The Policy was a flexible premium variable life insurance policy which acts as an investment vehicle and provides for a $200,000.00 cash benefit upon the policyholder's death. (Id.)
As part of the policy, Mr. Wilmer executed a "Request for System-Matic Payment Plan" (the "Payment Authorization") which authorized AXA to withdraw $182.75 from the Wilmers' joint bank account and deposit those funds into an AXA Policy Account. (Long Aff., Ex. B, PAGEID # 190). Funds were deducted from the AXA Policy Account to cover monthly insurance premiums. However, the Policy provided: "The premium payments shown above may not be sufficient to continue the policy and life insurance coverage in force . . ." . If the funds being withdrawn through the Payment Authorization were insufficient to cover premium payments, the Policy provides that AXA will:
send written notice to you and any assignee on our records at last known addresses stating that a grace period of 61 days has begun, starting with the beginning of that policy month. The notice will also state the amount of the premium payment sufficient to cover monthly deductions for 3 months.
(Id., PAGEID # 169). The Policy also provides: "If we do not receive such amount at our Administrative Office before the end of the grace period, we will then . . . send a written notice to you and any assignee on our records at last known addresses stating that the policy has ended without value." (Id.)
During the life of the policy, AXA sent Mr. Wilmer three Notices of Policy Lapse, which informed him that the net cash surrender value of the Policy was not sufficient to cover the monthly deductions. (Long Aff., ¶¶ 12, 15, 16). Each time, Mr. Wilmer paid the amount necessary to cover the shortfall. (Id.) Twice, in December of 2006 and November of 2010, Mr. Wilmer requested that the Payment Authorization amount be increased, first to $220.00, and then to $300.00 per month in order to adequately fund the AXA Policy Account. (Id., ¶¶ 13, 17).
There appears to be no dispute that from 1991 through January 2013, Mr. Wilmer made all required monthly premium payments on the life insurance policy.

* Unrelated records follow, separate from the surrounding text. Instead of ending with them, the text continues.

//! User account handlers

use std::sync::Arc;

use axum::{
    extract::{Path, Request, State},
    Json,
};

use crate::{get_user_email, read_json, AppError, AppState, SuccessResponse};
use feelwrite_core::models::{NewUser, User, UserUpdate};

/// POST /api/users - Register a user
///
/// Duplicate email or username is a 400.
pub async fn create_user(
    State(state): State<Arc<AppState>>,
    request: Request,
) -> Result<Json<User>, AppError> {
    let user_email = get_user_email(request.headers());
    let req: NewUser = read_json(request).await?;

    let user = state.db.create_user(&req).map_err(AppError::from_core)?;

    state.db.log_audit(
        &user_email,
        "create",
        Some("user"),
        Some(&user.id),
        Some(&format!("username={}", user.username)),
    )?;

    Ok(Json(user))
}

/// GET /api/users/:id
pub async fn get_user(
    State(state): State<Arc<AppState>>,
    Path(id): Path<String>,
) -> Result<Json<User>, AppError> {
    Ok(Json(state.db.get_user(&id).map_err(AppError::from_core)?))
}

/// PUT /api/users/:id - Partial update (email, username, password)
pub async fn update_user(
    State(state): State<Arc<AppState>>,
    Path(id): Path<String>,
    request: Request,
) -> Result<Json<User>, AppError> {
    let user_email = get_user_email(request.headers());
    let req: UserUpdate = read_json(request).await?;

    let user = state
        .db
        .update_user(&id, &req)
        .map_err(AppError::from_core)?;

    let mut changed = Vec::new();
    if req.email.is_some() {
        changed.push("email");
    }
    if req.username.is_some() {
        changed.push("username");
    }
    if req.password.is_some() {
        changed.push("password");
    }
    state.db.log_audit(
        &user_email,
        "update",
        Some("user"),
        Some(&id),
        Some(&format!("fields={}", changed.join(","))),
    )?;

    Ok(Json(user))
}

/// DELETE /api/users/:id
pub async fn delete_user(
    State(state): State<Arc<AppState>>,
    Path(id): Path<String>,
    request: Request,
) -> Result<Json<SuccessResponse>, AppError> {
    let user_email = get_user_email(request.headers());

    state.db.delete_user(&id).map_err(AppError::from_core)?;
    state
        .db
        .log_audit(&user_email, "delete", Some("user"), Some(&id), None)?;

    Ok(Json(SuccessResponse { success: true }))
}
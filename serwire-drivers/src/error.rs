//! Driver error type

use serwire_core::ErrorKind;

/// Error from a pin-backed driver
///
/// `E` is the error type of the underlying pins.
#[derive(Debug, Clone, Copy, PartialEq, Eq)]
#[cfg_attr(feature = "defmt", derive(defmt::Format))]
pub enum DriverError<E> {
    /// A pin read or write failed
    Pin(E),
    /// The protocol engine reported a failure
    Protocol(ErrorKind),
    /// Nothing arrived within the configured number of ticks
    Timeout,
}

impl<E> DriverError<E> {
    /// Protocol error kind, if this is a protocol failure
    pub fn kind(&self) -> Option<ErrorKind> {
        match self {
            DriverError::Protocol(kind) => Some(*kind),
            _ => None,
        }
    }
}

impl<E> From<ErrorKind> for DriverError<E> {
    fn from(kind: ErrorKind) -> Self {
        DriverError::Protocol(kind)
    }
}

impl<E: core::fmt::Debug> core::fmt::Display for DriverError<E> {
    fn fmt(&self, f: &mut core::fmt::Formatter<'_>) -> core::fmt::Result {
        match self {
            DriverError::Pin(e) => write!(f, "pin error: {:?}", e),
            DriverError::Protocol(kind) => write!(f, "{}", kind),
            DriverError::Timeout => f.write_str("receive timeout"),
        }
    }
}
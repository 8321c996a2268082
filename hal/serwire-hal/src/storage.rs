//! Configuration storage abstractions
//!
//! Provides a trait for persistent key-value storage of engine
//! configuration blobs, implemented by whatever non-volatile memory the
//! host has.

/// Storage keys for configuration data
///
/// All engine settings live in one record, so there is a single key.
/// The actual storage implementation handles wear leveling and
/// data integrity.
#[derive(Debug, Clone, Copy, PartialEq, Eq)]
#[cfg_attr(feature = "defmt", derive(defmt::Format))]
#[repr(u8)]
pub enum StorageKey {
    /// Combined configuration record for all engines
    Record = 0,
}

impl StorageKey {
    /// Get the key as a byte value
    pub fn as_u8(self) -> u8 {
        self as u8
    }

    /// Create a key from a byte value
    pub fn from_u8(value: u8) -> Option<Self> {
        match value {
            0 => Some(StorageKey::Record),
            _ => None,
        }
    }
}

/// Errors from configuration storage operations
#[derive(Debug, Clone, Copy, PartialEq, Eq)]
#[cfg_attr(feature = "defmt", derive(defmt::Format))]
pub enum StorageError {
    /// Underlying memory operation failed
    Device,
    /// Key not found
    NotFound,
    /// Buffer too small for the data
    BufferTooSmall,
    /// Data corrupted or invalid
    Corrupted,
    /// Storage is full
    Full,
}

impl core::fmt::Display for StorageError {
    fn fmt(&self, f: &mut core::fmt::Formatter<'_>) -> core::fmt::Result {
        let msg = match self {
            StorageError::Device => "storage device error",
            StorageError::NotFound => "key not found",
            StorageError::BufferTooSmall => "buffer too small",
            StorageError::Corrupted => "stored data corrupted",
            StorageError::Full => "storage full",
        };
        f.write_str(msg)
    }
}

/// Configuration storage trait
///
/// Provides key-value storage for configuration blobs.
pub trait ConfigStorage {
    /// Read a value by key into the provided buffer
    ///
    /// # Returns
    /// The number of bytes read, or an error.
    fn read(&mut self, key: StorageKey, buffer: &mut [u8]) -> Result<usize, StorageError>;

    /// Write a value by key, replacing any previous value
    fn write(&mut self, key: StorageKey, data: &[u8]) -> Result<(), StorageError>;

    /// Check if a key exists in storage
    fn exists(&mut self, key: StorageKey) -> bool;

    /// Erase all stored data
    fn erase_all(&mut self) -> Result<(), StorageError>;
}

// Implement the sequential-storage Key trait when the feature is enabled
#[cfg(feature = "sequential-storage")]
impl sequential_storage::map::Key for StorageKey {
    fn serialize_into(
        &self,
        buffer: &mut [u8],
    ) -> Result<usize, sequential_storage::map::SerializationError> {
        if buffer.is_empty() {
            return Err(sequential_storage::map::SerializationError::BufferTooSmall);
        }
        buffer[0] = self.as_u8();
        Ok(1)
    }

    fn deserialize_from(
        buffer: &[u8],
    ) -> Result<(Self, usize), sequential_storage::map::SerializationError> {
        if buffer.is_empty() {
            return Err(sequential_storage::map::SerializationError::BufferTooSmall);
        }
        match StorageKey::from_u8(buffer[0]) {
            Some(key) => Ok((key, 1)),
            None => Err(sequential_storage::map::SerializationError::InvalidFormat),
        }
    }
}
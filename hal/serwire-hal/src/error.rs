//! Configuration errors

/// Errors from validating a protocol configuration
#[derive(Debug, Clone, Copy, PartialEq, Eq)]
#[cfg_attr(feature = "defmt", derive(defmt::Format))]
pub enum ConfigError {
    /// Clock divisor is below the protocol minimum
    DivisorTooSmall,
    /// Requested rate cannot be derived from the reference clock
    RateOutOfRange,
    /// Word size outside the supported range
    InvalidWordSize,
    /// Address outside the 7-bit or 10-bit range, or reserved
    InvalidAddress,
    /// Stretch timeout of zero would fail every transfer
    InvalidTimeout,
}

impl core::fmt::Display for ConfigError {
    fn fmt(&self, f: &mut core::fmt::Formatter<'_>) -> core::fmt::Result {
        let msg = match self {
            ConfigError::DivisorTooSmall => "clock divisor too small",
            ConfigError::RateOutOfRange => "rate not reachable from reference clock",
            ConfigError::InvalidWordSize => "unsupported word size",
            ConfigError::InvalidAddress => "invalid bus address",
            ConfigError::InvalidTimeout => "invalid timeout",
        };
        f.write_str(msg)
    }
}

/// Derive a divisor from a reference clock and a target rate
///
/// Rounds to the nearest integer divisor.
pub(crate) fn divisor_for(reference_hz: u32, rate_hz: u32, per_rate: u32) -> Result<u16, ConfigError> {
    if rate_hz == 0 || per_rate == 0 {
        return Err(ConfigError::RateOutOfRange);
    }
    let denom = rate_hz as u64 * per_rate as u64;
    let div = (reference_hz as u64 + denom / 2) / denom;
    if div == 0 || div > u16::MAX as u64 {
        return Err(ConfigError::RateOutOfRange);
    }
    Ok(div as u16)
}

In February 2013, the total monthly insurance premium, plus administrative fees,which AXA claimed was due was $342.15. (Doc. 18, Valerie Long Dep. at 27, 34). This amount, which was scheduled to be withdrawn on January 27, 2013, exceeded the $335.66 available in the Policy Account by $6.49. (Id. at 28-29). AXA claims that on January 28, 2013, it sent Mr. Wilmer a Notice of Policy Lapse advising him that the net cash surrender value was not sufficient to cover the monthly deduction. (Long Aff. ¶ 18).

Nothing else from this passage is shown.